NVIDIA’s Director of Robotics, Jim Fan, says Tesla’s latest Full Self-Driving (Supervised) v14 feels so natural that he “couldn’t tell if a neural net or a human drove” him home. He describes it as the first artificial intelligence system to pass what he calls the “Physical Turing Test,” a new bar for machine intelligence based on action in the physical world instead of a text chat.
What Jim Fan experienced with FSD v14
Jim Fan, who leads work on embodied AI and heads NVIDIA’s Project GR00T, only recently became a Tesla owner but was among the earliest to try FSD v14. He shared his thoughts on X after using the software for his commute.
Fan wrote that after a long workday, he could press a button, lean back, and “couldn’t tell if a neural net or a human drove you home.” He also said that, even though he fully understands how robot learning works, watching the steering wheel move on its own still feels “magical” at first. Over time, it turns into something routine, and he added that “like the smartphone, taking it away actively hurts.”

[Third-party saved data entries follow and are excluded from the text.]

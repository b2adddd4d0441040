use tracing::debug;
use tracing_subscriber::{EnvFilter, layer::SubscriberExt, util::SubscriberInitExt};

pub use tracing_subscriber::util::TryInitError;

/// Install a console subscriber.
///
/// `RUST_LOG` wins when set. Otherwise logs at `info`, with Reelforge's own
/// crates at `debug` when `verbose` is set.
pub fn init_tracing(verbose: bool) -> Result<(), TryInitError> {
    let default = if verbose { "info,reelforge=debug" } else { "info" };
    let env_filter =
        EnvFilter::try_from_default_env().unwrap_or_else(|_| EnvFilter::new(default));
    install(env_filter)
}

/// Install a console subscriber with an explicit filter, ignoring `RUST_LOG`.
///
/// Invalid directives in `filter` are skipped.
pub fn init_tracing_with_filter(filter: &str) -> Result<(), TryInitError> {
    install(EnvFilter::new(filter))
}

fn install(env_filter: EnvFilter) -> Result<(), TryInitError> {
    tracing_subscriber::registry()
        .with(env_filter)
        .with(tracing_subscriber::fmt::layer())
        .try_init()?;

    debug!("Tracing initialized");
    Ok(())
}
//! Compiled path expressions.
//!
//! A raw path such as `foo.bar[2].neat` is normalised into dot separated segments
//! (`foo.bar.2.neat`) and each segment is classified as a [PathToken]. Compilation never fails:
//! anything which isn't a wildcard or an index is simply treated as a field name.
use std::convert::Infallible;
use std::fmt::{Display, Formatter};
use std::str::FromStr;

/// Separator between path segments
const PATH_SEPARATOR: char = '.';
/// Segment text which fans out across every element of an array
const WILDCARD: &str = "*";

/// A single compiled unit of a path
#[derive(Debug, Clone, PartialEq, Eq)]
pub enum PathToken {
    /// A named member of an object
    Field(String),
    /// A numeric segment. The original text is kept so that the segment can still be used as
    /// an object key when the value being traversed isn't an array.
    Index { index: usize, text: String },
    /// Every element of an array
    Wildcard,
}

impl PathToken {
    /// Classify a single raw segment
    pub fn classify(segment: &str) -> Self {
        if segment == WILDCARD {
            return PathToken::Wildcard;
        }
        if !segment.is_empty() && segment.bytes().all(|b| b.is_ascii_digit()) {
            if let Ok(index) = segment.parse::<usize>() {
                return PathToken::Index {
                    index,
                    text: segment.to_string(),
                };
            }
        }
        PathToken::Field(segment.to_string())
    }

    /// The segment text this token was compiled from
    pub fn as_str(&self) -> &str {
        match self {
            PathToken::Field(name) => name,
            PathToken::Index { text, .. } => text,
            PathToken::Wildcard => WILDCARD,
        }
    }
}

impl Display for PathToken {
    fn fmt(&self, f: &mut Formatter<'_>) -> std::fmt::Result {
        f.write_str(self.as_str())
    }
}

/// An ordered sequence of [PathToken]s
#[derive(Debug, Clone, Default, PartialEq, Eq)]
pub struct Path {
    tokens: Vec<PathToken>,
}

impl Path {
    /// Compile a raw path. Bracketed indices become plain segments, runs of separators collapse
    /// into one and a single trailing separator is dropped. The empty string compiles to the
    /// empty path, which can't be evaluated.
    pub fn compile(raw: &str) -> Path {
        if raw.is_empty() {
            return Path::default();
        }
        let mut normalised = String::with_capacity(raw.len());
        for c in raw.chars() {
            let c = match c {
                '[' | ']' => PATH_SEPARATOR,
                c => c,
            };
            if c == PATH_SEPARATOR && normalised.ends_with(PATH_SEPARATOR) {
                continue;
            }
            normalised.push(c);
        }
        if normalised.ends_with(PATH_SEPARATOR) {
            normalised.pop();
        }
        Path {
            tokens: normalised
                .split(PATH_SEPARATOR)
                .map(PathToken::classify)
                .collect(),
        }
    }

    pub fn tokens(&self) -> &[PathToken] {
        &self.tokens
    }

    pub fn len(&self) -> usize {
        self.tokens.len()
    }

    pub fn is_empty(&self) -> bool {
        self.tokens.is_empty()
    }

    /// The dot-joined text of the first `depth` tokens, i.e. the parent of the token at `depth`
    pub fn prefix(&self, depth: usize) -> String {
        self.tokens[..depth.min(self.tokens.len())]
            .iter()
            .map(PathToken::as_str)
            .collect::<Vec<&str>>()
            .join(".")
    }
}

impl Display for Path {
    fn fmt(&self, f: &mut Formatter<'_>) -> std::fmt::Result {
        f.write_str(&self.prefix(self.tokens.len()))
    }
}

impl FromStr for Path {
    type Err = Infallible;

    fn from_str(s: &str) -> Result<Self, Self::Err> {
        Ok(Path::compile(s))
    }
}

Fan argues that this is how society slowly adapts to very capable technologies, as they move from novelty to daily habit. He framed FSD v14 as a key example of this shift, because it handles more of the driving task end-to-end without the driver feeling constant tension or surprise.
What the “Physical Turing Test” means here
Alan Turing proposed his original test in 1950 as a way to judge if a machine could imitate human conversation so well that a person could not reliably tell it apart from another person. That test focuses on text-based dialogue and natural language.

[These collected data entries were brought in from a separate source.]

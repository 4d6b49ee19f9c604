//! The query façade: load a document once, then evaluate one or many raw paths against it and
//! render the matched values as output lines.
use std::fs::File;
use std::io::{self, BufRead, BufReader};
use std::str::FromStr;

use crate::decoders::Encoding;
use crate::errors::{EvalResult, ParserError, Result};
use crate::eval::{self, ResultSet};
use crate::parser::Parser;
use crate::paths::Path;
use crate::render::render;
use crate::JsonValue;

/// Options controlling how matched values are rendered
#[derive(Debug, Default, Copy, Clone, PartialEq, Eq)]
pub struct QueryOptions {
    /// Render null as `null` rather than as an empty line
    pub print_nulls: bool,
}

impl QueryOptions {
    pub fn with_print_nulls(mut self, print_nulls: bool) -> Self {
        self.print_nulls = print_nulls;
        self
    }
}

/// A parsed JSON document, held in memory for the lifetime of a batch of queries
#[derive(Debug, Clone, PartialEq)]
pub struct Document {
    root: JsonValue,
}

impl Document {
    pub fn new(root: JsonValue) -> Self {
        Document { root }
    }

    /// Read and parse the document held in a file
    pub fn load_file<P: AsRef<std::path::Path>>(path: P, encoding: Encoding) -> Result<Self> {
        let path = path.as_ref();
        log::debug!("loading {} document from {}", encoding, path.display());
        let file = File::open(path)?;
        Self::load_reader(BufReader::new(file), encoding)
    }

    /// Read and parse a document from standard input
    pub fn load_stdin(encoding: Encoding) -> Result<Self> {
        log::debug!("loading {} document from stdin", encoding);
        Self::load_reader(io::stdin().lock(), encoding)
    }

    pub fn load_reader<R: BufRead>(reader: R, encoding: Encoding) -> Result<Self> {
        let root = Parser::with_encoding(encoding).parse_reader(reader)?;
        Ok(Document::new(root))
    }

    pub fn root(&self) -> &JsonValue {
        &self.root
    }

    /// All of the values matched by a compiled path
    pub fn select(&self, path: &Path) -> EvalResult<ResultSet<'_>> {
        eval::select(path, &self.root)
    }

    /// Evaluate a single raw path, rendering each matched value
    pub fn value(&self, raw_path: &str, options: &QueryOptions) -> EvalResult<Vec<String>> {
        evaluate_one(&self.root, raw_path, options)
    }

    /// Evaluate several raw paths in order. The first failing path fails the whole batch.
    pub fn values<S: AsRef<str>>(
        &self,
        raw_paths: &[S],
        options: &QueryOptions,
    ) -> EvalResult<Vec<String>> {
        evaluate_many(&self.root, raw_paths, options.print_nulls)
    }
}

impl FromStr for Document {
    type Err = ParserError;

    fn from_str(s: &str) -> std::result::Result<Self, Self::Err> {
        Parser::default().parse_str(s).map(Document::new)
    }
}

/// Evaluate each raw path against the document in turn, concatenating the rendered values.
/// Nothing is returned unless every path resolves.
pub fn evaluate_many<S: AsRef<str>>(
    document: &JsonValue,
    raw_paths: &[S],
    print_nulls: bool,
) -> EvalResult<Vec<String>> {
    let options = QueryOptions { print_nulls };
    let mut values = vec![];
    for raw_path in raw_paths {
        values.extend(evaluate_one(document, raw_path.as_ref(), &options)?);
    }
    Ok(values)
}

fn evaluate_one(
    document: &JsonValue,
    raw_path: &str,
    options: &QueryOptions,
) -> EvalResult<Vec<String>> {
    let path = Path::compile(raw_path);
    log::debug!("evaluating '{}' as {} token(s)", raw_path, path.len());
    let matched = eval::select(&path, document).map_err(|err| {
        log::debug!("evaluation of '{}' failed: {}", raw_path, err);
        err
    })?;
    Ok(matched
        .into_iter()
        .map(|value| render(value, options.print_nulls))
        .collect())
}

#[cfg(test)]
mod tests {
    use crate::errors::EvalError;
    use crate::paths::Path;
    use crate::query::{evaluate_many, Document, QueryOptions};
    use crate::JsonValue;

    const SOURCE: &str = r#"{"a": {"b": [1, null, "x"]}, "c": null}"#;

    #[test]
    fn should_render_each_match_of_a_single_path() {
        let doc: Document = SOURCE.parse().unwrap();
        assert_eq!(
            doc.value("a.b.*", &QueryOptions::default()).unwrap(),
            vec!["1", "", "x"]
        );
    }

    #[test]
    fn should_thread_the_null_option_through() {
        let doc: Document = SOURCE.parse().unwrap();
        let options = QueryOptions::default().with_print_nulls(true);
        assert_eq!(doc.value("c", &options).unwrap(), vec!["null"]);
        assert_eq!(doc.value("a.b[1]", &options).unwrap(), vec!["null"]);
    }

    #[test]
    fn should_concatenate_batches_in_argument_order() {
        let doc: Document = SOURCE.parse().unwrap();
        let values = doc
            .values(&["a.b[2]", "a.b[0]"], &QueryOptions::default())
            .unwrap();
        assert_eq!(values, vec!["x", "1"]);
    }

    #[test]
    fn should_fail_the_batch_on_the_first_bad_path() {
        let root = JsonValue::Object(vec![("a".to_string(), JsonValue::Integer(1))]);
        let result = evaluate_many(&root, &["a", "a.b", "zzz.y"], false);
        assert_eq!(
            result,
            Err(EvalError::TypeMismatch {
                token: "b".to_string(),
                parent: "a".to_string(),
                kind: crate::ValueKind::Number,
            })
        );
    }

    #[test]
    fn should_reject_empty_paths() {
        let doc: Document = SOURCE.parse().unwrap();
        assert_eq!(
            doc.value("", &QueryOptions::default()),
            Err(EvalError::EmptyPath)
        );
    }

    #[test]
    fn should_select_raw_values() {
        let doc: Document = SOURCE.parse().unwrap();
        let path: Path = "a.b.2".parse().unwrap();
        let selected = doc.select(&path).unwrap();
        assert_eq!(selected, vec![&JsonValue::String("x".to_string())]);
    }
}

Today, large language models can already produce humanlike chat, so many experts say they meet or come close to that classic bar. Still, holding a good conversation is very different from making safe, real-time decisions with a car in traffic. Jim Fan’s “Physical Turing Test” shifts the focus to real-world problem-solving and physical interaction.
In this version, an AI system passes when, over a sustained period, its behavior in physical tasks feels indistinguishable from a skilled human. For Fan, Tesla FSD v14 meets that mark during routine driving: after pressing the FSD button, the ride home felt so natural that the underlying driver, human or neural network no longer mattered to him.

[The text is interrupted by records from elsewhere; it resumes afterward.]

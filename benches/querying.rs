use chisel_pluck::eval::select;
use chisel_pluck::parser::Parser;
use chisel_pluck::{evaluate_many, JsonValue, Path};
use criterion::{black_box, criterion_group, criterion_main, Criterion};
use pprof::criterion::{Output, PProfProfiler};

fn document(rows: usize) -> JsonValue {
    let rows: Vec<String> = (0..rows)
        .map(|i| format!(r#"{{"id": {}, "names": ["x{}", "y{}", "z{}"]}}"#, i, i, i, i))
        .collect();
    Parser::default()
        .parse_str(&format!(r#"{{"rows": [{}]}}"#, rows.join(",")))
        .unwrap()
}

fn benchmark_compile(c: &mut Criterion) {
    c.bench_function("compile of bracketed path", |b| {
        b.iter(|| Path::compile(black_box("deep[1].peanuts[0]..things.*.names[2].")))
    });
}

fn benchmark_literal_select(c: &mut Criterion) {
    let doc = document(10_000);
    let path = Path::compile("rows[9999].names[2]");
    c.bench_function("select of literal path", |b| {
        b.iter(|| select(&path, &doc))
    });
}

fn benchmark_wildcard_select(c: &mut Criterion) {
    let doc = document(10_000);
    let path = Path::compile("rows.*.names.*");
    c.bench_function("select of fanned out path", |b| {
        b.iter(|| select(&path, &doc))
    });
}

fn benchmark_render(c: &mut Criterion) {
    let doc = document(1_000);
    c.bench_function("render of fanned out rows", |b| {
        b.iter(|| evaluate_many(&doc, &["rows.*", "rows.*.id"], false))
    });
}

criterion_group! {
    name = benches;
    config = Criterion::default().with_profiler(PProfProfiler::new(100, Output::Flamegraph(None)));
    targets = benchmark_compile, benchmark_literal_select, benchmark_wildcard_select, benchmark_render
}
criterion_main!(benches);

How Tesla FSD v14 has evolved
Tesla’s FSD (Supervised) v14 and its follow-on build v14.2.2 arrive after years of incremental updates. Yet this release stands out because it leans deeper into Tesla’s end-to-end neural network approach, where a single large model handles perception, planning, and control with far fewer hand-coded rules.
Tesla has also added new behavior focused on how a car finishes a trip. An “arrival options” feature lets the vehicle pick more precise drop-off spots, like a driveway or a curb that makes sense for passengers, closer to how an attentive human driver would think about the last meters of a journey.
These updates, taken together, aim to reduce the number of edge cases that force the driver to intervene. And although Tesla still markets the feature as “Supervised” and requires hands on the wheel, early user feedback on v14.2.2 and v14.2.2.1 has praised the system for feeling more composed and predictable than earlier builds.
Elon Musk responded to Fan’s post on X and agreed with the “Physical Turing Test” framing. He said that with FSD v14, “you can sense the sentience maturing,” and he called Tesla’s stack the best “real-world AI” available today.
This exchange drew attention in part because NVIDIA and Tesla sit at key positions in the AI ecosystem. Tesla trains its driving models on massive compute clusters powered by NVIDIA GPUs, while NVIDIA uses Tesla’s progress as a high-profile example of advanced embodied AI in action. Jim Fan’s public praise adds extra weight to the idea that FSD v14 marks a meaningful step forward in automated driving.